**Work to complete:**
Below are the records; copy each line in which "enum" can be found.
Start of Records for this exercise
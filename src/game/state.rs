use super::action::Direction;

/// A cell on the game grid
#[derive(Debug, Clone, Copy, PartialEq, Eq, Hash)]
pub struct Position {
    pub x: i32,
    pub y: i32,
}

impl Position {
    pub fn new(x: i32, y: i32) -> Self {
        Self { x, y }
    }

    /// Move position by delta
    pub fn moved_by(&self, dx: i32, dy: i32) -> Self {
        Self {
            x: self.x + dx,
            y: self.y + dy,
        }
    }

    /// Move position in a direction
    pub fn moved_in_direction(&self, direction: Direction) -> Self {
        let (dx, dy) = direction.delta();
        self.moved_by(dx, dy)
    }
}

/// The snake in the game
#[derive(Debug, Clone, PartialEq)]
pub struct Snake {
    /// Body segments, with head at index 0
    pub body: Vec<Position>,
    /// Direction committed on the last advance
    pub direction: Direction,
}

impl Snake {
    /// Create a new snake with given starting position and direction
    pub fn new(head: Position, direction: Direction, length: usize) -> Self {
        let mut body = vec![head];

        // Add initial body segments behind the head
        let (dx, dy) = direction.delta();
        for i in 1..length {
            let prev = body[i - 1];
            body.push(prev.moved_by(-dx, -dy));
        }

        Self { body, direction }
    }

    /// Build a snake from explicit segments, head first
    pub fn from_segments(body: Vec<Position>, direction: Direction) -> Self {
        debug_assert!(!body.is_empty(), "a snake needs at least a head");
        Self { body, direction }
    }

    /// Get the head position
    pub fn head(&self) -> Position {
        self.body[0]
    }

    /// Get body segments (excluding head)
    pub fn body_segments(&self) -> &[Position] {
        &self.body[1..]
    }

    /// Check if position collides with snake body (excluding head)
    pub fn collides_with_body(&self, pos: Position) -> bool {
        self.body_segments().contains(&pos)
    }

    /// Check if position is covered by any segment, head included
    pub fn occupies(&self, pos: Position) -> bool {
        self.body.contains(&pos)
    }

    /// Push a new head, dropping the tail unless the snake grows
    pub fn push_head(&mut self, new_head: Position, should_grow: bool) {
        self.body.insert(0, new_head);

        if !should_grow {
            self.body.pop();
        }
    }

    pub fn len(&self) -> usize {
        self.body.len()
    }

    /// Check if the snake is empty (should never happen in practice)
    pub fn is_empty(&self) -> bool {
        self.body.is_empty()
    }
}

/// Lifecycle of a single run
#[derive(Debug, Clone, Copy, PartialEq, Eq, Default)]
pub enum Phase {
    /// Board laid out, waiting for a start command
    #[default]
    Idle,
    Running,
    Paused,
    /// The run is over; only a reset leaves this phase
    Ended,
}

/// Why a run ended
#[derive(Debug, Clone, Copy, PartialEq, Eq)]
pub enum EndReason {
    /// Snake left the grid
    Wall,
    /// Snake ran into itself
    SelfCollision,
    /// Snake covers every cell, there is nowhere left to put food
    BoardFilled,
}

impl EndReason {
    pub fn describe(&self) -> &'static str {
        match self {
            EndReason::Wall => "Hit the wall",
            EndReason::SelfCollision => "Bit its own tail",
            EndReason::BoardFilled => "Filled the board",
        }
    }
}

/// Complete game state
#[derive(Debug, Clone, PartialEq)]
pub struct GameState {
    pub snake: Snake,
    pub food: Position,
    /// Direction to commit on the next advance
    pub pending_direction: Direction,
    pub grid_width: usize,
    pub grid_height: usize,
    pub score: u32,
    pub high_score: u32,
    pub phase: Phase,
    pub steps: u32,
    pub end_reason: Option<EndReason>,
    /// The run that just ended beat the stored high score
    pub new_best: bool,
}

impl GameState {
    /// Create a new idle game state
    pub fn new(snake: Snake, food: Position, grid_width: usize, grid_height: usize) -> Self {
        Self {
            pending_direction: snake.direction,
            snake,
            food,
            grid_width,
            grid_height,
            score: 0,
            high_score: 0,
            phase: Phase::Idle,
            steps: 0,
            end_reason: None,
            new_best: false,
        }
    }

    /// A run is in progress, paused or not
    pub fn is_running(&self) -> bool {
        matches!(self.phase, Phase::Running | Phase::Paused)
    }

    pub fn is_paused(&self) -> bool {
        self.phase == Phase::Paused
    }

    pub fn is_ended(&self) -> bool {
        self.phase == Phase::Ended
    }

    /// Check if a position is within the grid bounds
    pub fn is_in_bounds(&self, pos: Position) -> bool {
        pos.x >= 0
            && pos.x < self.grid_width as i32
            && pos.y >= 0
            && pos.y < self.grid_height as i32
    }
}

#[cfg(test)]
mod tests {
    use super::*;

    #[test]
    fn test_position_movement() {
        let pos = Position::new(5, 5);
        assert_eq!(pos.moved_by(1, 0), Position::new(6, 5));
        assert_eq!(pos.moved_in_direction(Direction::Left), Position::new(4, 5));
        assert_eq!(pos.moved_in_direction(Direction::Down), Position::new(5, 6));
        assert_eq!(pos.moved_in_direction(Direction::Up), Position::new(5, 4));
    }

    #[test]
    fn test_snake_creation() {
        let snake = Snake::new(Position::new(20, 15), Direction::Right, 3);
        assert_eq!(
            snake.body,
            vec![
                Position::new(20, 15),
                Position::new(19, 15),
                Position::new(18, 15)
            ]
        );
    }

    #[test]
    fn test_push_head() {
        let mut snake = Snake::new(Position::new(5, 5), Direction::Right, 3);

        snake.push_head(Position::new(6, 5), false);
        assert_eq!(snake.len(), 3);
        assert_eq!(snake.head(), Position::new(6, 5));

        snake.push_head(Position::new(7, 5), true);
        assert_eq!(snake.len(), 4);
        assert_eq!(snake.body[3], Position::new(4, 5));
    }

    #[test]
    fn test_collision_detection() {
        let snake = Snake::new(Position::new(5, 5), Direction::Right, 3);
        assert!(!snake.collides_with_body(Position::new(5, 5))); // head
        assert!(snake.collides_with_body(Position::new(4, 5))); // body
        assert!(snake.occupies(Position::new(5, 5)));
        assert!(!snake.occupies(Position::new(10, 10)));
    }

    #[test]
    fn test_bounds_checking() {
        let state = GameState::new(
            Snake::new(Position::new(5, 5), Direction::Right, 3),
            Position::new(10, 10),
            40,
            30,
        );

        assert!(state.is_in_bounds(Position::new(0, 0)));
        assert!(state.is_in_bounds(Position::new(39, 29)));
        assert!(!state.is_in_bounds(Position::new(-1, 0)));
        assert!(!state.is_in_bounds(Position::new(40, 0)));
        assert!(!state.is_in_bounds(Position::new(0, 30)));
        assert!(!state.is_in_bounds(Position::new(0, -1)));
    }

    #[test]
    fn test_phase_flags() {
        let mut state = GameState::new(
            Snake::new(Position::new(5, 5), Direction::Right, 3),
            Position::new(1, 1),
            10,
            10,
        );
        assert!(!state.is_running());

        state.phase = Phase::Paused;
        assert!(state.is_running());
        assert!(state.is_paused());

        state.phase = Phase::Ended;
        assert!(!state.is_running());
        assert!(state.is_ended());
    }
}
use crossterm::event::{KeyCode, KeyEvent, KeyModifiers};

use crate::game::{Command, Direction};

#[derive(Debug, Clone, PartialEq, Eq)]
pub enum KeyAction {
    Command(Command),
    Quit,
    None,
}

pub struct InputHandler;

impl InputHandler {
    pub fn new() -> Self {
        Self
    }

    pub fn handle_key_event(&self, key: KeyEvent) -> KeyAction {
        // Handle Ctrl+C
        if key.modifiers.contains(KeyModifiers::CONTROL) && key.code == KeyCode::Char('c') {
            return KeyAction::Quit;
        }

        let turn = |direction| KeyAction::Command(Command::Turn(direction));

        match key.code {
            // Movement - Arrow keys
            KeyCode::Up => turn(Direction::Up),
            KeyCode::Down => turn(Direction::Down),
            KeyCode::Left => turn(Direction::Left),
            KeyCode::Right => turn(Direction::Right),

            // Movement - WASD
            KeyCode::Char('w') | KeyCode::Char('W') => turn(Direction::Up),
            KeyCode::Char('s') | KeyCode::Char('S') => turn(Direction::Down),
            KeyCode::Char('a') | KeyCode::Char('A') => turn(Direction::Left),
            KeyCode::Char('d') | KeyCode::Char('D') => turn(Direction::Right),

            // Game controls
            KeyCode::Enter => KeyAction::Command(Command::Start),
            KeyCode::Char(' ') | KeyCode::Char('p') | KeyCode::Char('P') => {
                KeyAction::Command(Command::TogglePause)
            }
            KeyCode::Char('r') | KeyCode::Char('R') => KeyAction::Command(Command::Reset),
            KeyCode::Char('n') | KeyCode::Char('N') => KeyAction::Command(Command::PlayAgain),

            KeyCode::Char('q') | KeyCode::Char('Q') | KeyCode::Esc => KeyAction::Quit,

            _ => KeyAction::None,
        }
    }
}

impl Default for InputHandler {
    fn default() -> Self {
        Self::new()
    }
}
End of Records for this exercise
**Answer to the problem:**
pub enum Phase {
pub enum EndReason {
pub enum KeyAction {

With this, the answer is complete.